Chinese News Translation Text Part 1
Item Name: | Chinese News Translation Text Part 1 |
Author(s): | Xiaoyi Ma |
LDC Catalog No.: | LDC2005T06 |
ISBN: | 1-58563-329-1 |
ISLRN: | 008-710-816-829-0 |
DOI: | https://doi.org/10.35111/9n1n-0q43 |
Release Date: | March 15, 2005 |
Member Year(s): | 2005 |
DCMI Type(s): | Text |
Data Source(s): | newswire |
Project(s): | GALE, TIDES |
Application(s): | cross-lingual information retrieval, language teaching, machine translation |
Language(s): | English, Mandarin Chinese |
Language ID(s): | eng, cmn |
License(s): |
LDC User Agreement for Non-Members |
Licensing Instructions: | Subscription & Standard Members, and Non-Members |
Citation: | Ma, Xiaoyi. Chinese News Translation Text Part 1 LDC2005T06. Web Download. Philadelphia: Linguistic Data Consortium, 2005. |
Introduction
Chinese News Translation Text Part 1 was developed by the Linguistic Data Consortium (LDC) and contains approximately 474,000 characters of Chinese text and corresponding English translations, totalling approximately 285,000 words.

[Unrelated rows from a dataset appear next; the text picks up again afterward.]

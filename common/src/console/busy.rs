use std::collections::HashSet;

use crate::model::record::RecordId;

/// A control that can be waiting on a request.
#[derive(Debug, Clone, PartialEq, Eq, Hash)]
pub enum Control {
    CreateSubmit,
    Update(RecordId),
    Delete(RecordId),
}

/// Controls with a request in flight.
///
/// A busy control is rendered disabled with a busy label; a second click on
/// it is ignored until its request settles. Other controls stay live.
#[derive(Debug, Clone, Default, PartialEq, Eq)]
pub struct BusyControls {
    controls: HashSet<Control>,
}

impl BusyControls {
    /// Marks `control` busy. Returns `false` when it already was, in which
    /// case the caller must not start another request.
    pub fn begin(&mut self, control: Control) -> bool {
        self.controls.insert(control)
    }

    pub fn finish(&mut self, control: &Control) {
        self.controls.remove(control);
    }

    pub fn is_busy(&self, control: &Control) -> bool {
        self.controls.contains(control)
    }

    pub fn clear(&mut self) {
        self.controls.clear();
    }
}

All the stories in this corpus were collected and all translations made as Machine Translation (MT) training data for DARPA's Translingual Information Detection Extraction and Summarization (TIDES) program. They were selected and translated in different LDC projects during the time period of February 2003 to January 2005. Translation services were provided by seven translation agencies following roughly the same guidelines and procedures, and each Chinese news story was translated once.
Data
Two sources of journalistic Chinese text were selected to provide the Chinese material, collected from July 2002 - September 2002, and from April 2004 - August 2004:
- Agence France-Presse News Service: 580 news stories
- Xinhua News Service: 421 news stories
- Total: 1001 stories
The original source files used GB encoding for the Chinese characters. They also used SGML tags for marking sentence and paragraph boundaries and other information about each story. To make things easier for translators, nearly all SGML tags were removed, or replaced by "plain text" markers.
Each translation team was provided with translation guidelines. The translation guidelines were modified several times during the development of these data. Each team began with five stories which were checked for quality before taking on larger amounts of data. Subsequent translation submissions were continuously monitored for conformance and quality.
For the present release, the corpus content is organized into "source" and "translation" directories. The source directory and each of the human translation subdirectories contain 1,001 files, one news story per file. Corresponding file names are identical in the translation directory. The source and translation files are offered in SGML format.
Samples
For an example of the data in this corpus, please examine this translation sample (TXT).
Updates
None at this time.